Le recadrage factuel impose toutefois une précision importante : il ne s’agit pas, à ce stade, d’une ville au sens administratif classique d’une entité territoriale décentralisée (ETD) avec communes, maire et personnalité juridique de plein exercice, comme pourrait le laisser croire une lecture rapide. Les annonces officielles parlent explicitement d’un “statut spécial” et du rang de Ville Sainte, une formule davantage politique, symbolique et juridique sui generis, dont les contours institutionnels devront être précisés par les textes d’application à venir.

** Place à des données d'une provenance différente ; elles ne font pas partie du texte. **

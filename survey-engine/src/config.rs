//! Connection settings for the HTTP collaborators.

use std::path::Path;
use std::time::Duration;

use anyhow::{Context, Result};
use serde::{Deserialize, Serialize};

fn default_request_timeout_secs() -> u64 {
    30
}

fn default_connect_timeout_secs() -> u64 {
    10
}

fn default_user_agent() -> String {
    format!("survey-engine/{}", env!("CARGO_PKG_VERSION"))
}

/// Where the REST API and the authentication callback live, and how to reach them.
///
/// ```toml
/// api_base_url = "https://surveys.example.org"
/// auth_callback_url = "https://surveys.example.org/auth/callback/end-user-credentials"
/// request_timeout_secs = 30
/// ```
#[derive(Debug, Clone, PartialEq, Eq, Serialize, Deserialize)]
pub struct EngineConfig {
    /// Base URL the `/api/...` paths are appended to.
    pub api_base_url: String,

    /// Endpoint that mints a session for a participant.
    pub auth_callback_url: String,

    #[serde(default = "default_request_timeout_secs")]
    pub request_timeout_secs: u64,

    #[serde(default = "default_connect_timeout_secs")]
    pub connect_timeout_secs: u64,

    #[serde(default = "default_user_agent")]
    pub user_agent: String,
}

impl EngineConfig {
    /// Settings for a backend at `api_base_url`, with the auth callback at its default path.
    pub fn new(api_base_url: impl Into<String>) -> Self {
        let api_base_url = api_base_url.into();
        let auth_callback_url = format!(
            "{}/auth/callback/end-user-credentials",
            api_base_url.trim_end_matches('/')
        );
        Self {
            api_base_url,
            auth_callback_url,
            request_timeout_secs: default_request_timeout_secs(),
            connect_timeout_secs: default_connect_timeout_secs(),
            user_agent: default_user_agent(),
        }
    }

    /// Load from a TOML file.
    pub fn from_file(path: impl AsRef<Path>) -> Result<Self> {
        let path = path.as_ref();
        let content = std::fs::read_to_string(path)
            .with_context(|| format!("Failed to read config file {}", path.display()))?;
        Self::from_toml_str(&content)
            .with_context(|| format!("Failed to load config from {}", path.display()))
    }

    /// Parse from TOML text.
    pub fn from_toml_str(content: &str) -> Result<Self> {
        let config: Self = toml::from_str(content).context("Failed to parse config TOML")?;
        config.check()?;
        Ok(config)
    }

    fn check(&self) -> Result<()> {
        for (name, url) in [
            ("api_base_url", &self.api_base_url),
            ("auth_callback_url", &self.auth_callback_url),
        ] {
            let url: reqwest::Url = url
                .parse()
                .with_context(|| format!("{name} is not a valid URL: {url:?}"))?;
            anyhow::ensure!(
                matches!(url.scheme(), "http" | "https"),
                "{name} must be an http(s) URL, got {url}"
            );
        }
        anyhow::ensure!(
            self.request_timeout_secs > 0,
            "request_timeout_secs must be positive"
        );
        Ok(())
    }

    pub fn request_timeout(&self) -> Duration {
        Duration::from_secs(self.request_timeout_secs)
    }

    pub fn connect_timeout(&self) -> Duration {
        Duration::from_secs(self.connect_timeout_secs)
    }

    /// Absolute URL for an API path such as `/api/pages/3`.
    pub fn api_url(&self, path: &str) -> String {
        format!(
            "{}/{}",
            self.api_base_url.trim_end_matches('/'),
            path.trim_start_matches('/')
        )
    }
}

#[cfg(test)]
mod tests {
    use super::*;

    #[test]
    fn defaults_fill_in() {
        let config = EngineConfig::from_toml_str(
            r#"
            api_base_url = "https://surveys.example.org/"
            auth_callback_url = "https://surveys.example.org/auth/callback/end-user-credentials"
            "#,
        )
        .unwrap();

        assert_eq!(config.request_timeout(), Duration::from_secs(30));
        assert_eq!(config.connect_timeout(), Duration::from_secs(10));
        assert!(config.user_agent.starts_with("survey-engine/"));
        assert_eq!(
            config.api_url("/api/pages/3"),
            "https://surveys.example.org/api/pages/3"
        );
    }

    #[test]
    fn new_derives_auth_callback() {
        let config = EngineConfig::new("http://localhost:3000/");
        assert_eq!(
            config.auth_callback_url,
            "http://localhost:3000/auth/callback/end-user-credentials"
        );
    }

    #[test]
    fn rejects_bad_urls() {
        let err = EngineConfig::from_toml_str(
            r#"
            api_base_url = "not a url"
            auth_callback_url = "https://surveys.example.org/auth"
            "#,
        )
        .unwrap_err();
        assert!(format!("{err:#}").contains("api_base_url"));

        assert!(
            EngineConfig::from_toml_str(
                r#"
                api_base_url = "ftp://surveys.example.org"
                auth_callback_url = "https://surveys.example.org/auth"
                "#,
            )
            .is_err()
        );
    }

    #[test]
    fn missing_required_field() {
        let err = EngineConfig::from_toml_str(r#"api_base_url = "https://a.example""#).unwrap_err();
        assert!(format!("{err:#}").contains("auth_callback_url"));
    }

    #[test]
    fn from_file_names_the_path() {
        let err = EngineConfig::from_file("/definitely/not/here.toml").unwrap_err();
        assert!(format!("{err:#}").contains("/definitely/not/here.toml"));
    }
}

Cette décision s’inscrit néanmoins dans une logique de reconnaissance de la place historique du kimbanguisme dans la trajectoire congolaise. La date du 6 avril, désormais dédiée au combat de Simon Kimbangu et à la conscience africaine, dépasse le seul cadre religieux : elle renvoie à la lutte contre l’ordre colonial, à l’affirmation d’une spiritualité africaine autonome et à la construction d’une mémoire collective profondément enracinée dans l’histoire de la RDC. En renforçant le statut de Nkamba, le pouvoir entend aussi valoriser un patrimoine religieux qui attire chaque année des milliers de pèlerins venus du Congo et de la diaspora.
Pour les populations du Kongo Central et pour l’ensemble du pays, l’enjeu réel sera celui de la traduction concrète de ce symbole en développement local. Routes de desserte, accès à l’eau potable, électrification, structures sanitaires, modernisation de l’aérodrome et capacités d’accueil des pèlerins constituent les attentes majeures autour de cette décision. La portée historique de l’annonce ne prendra tout son sens que si ce nouveau statut favorise le désenclavement de Nkamba et transforme son rayonnement spirituel en opportunité économique et sociale durable pour les habitants.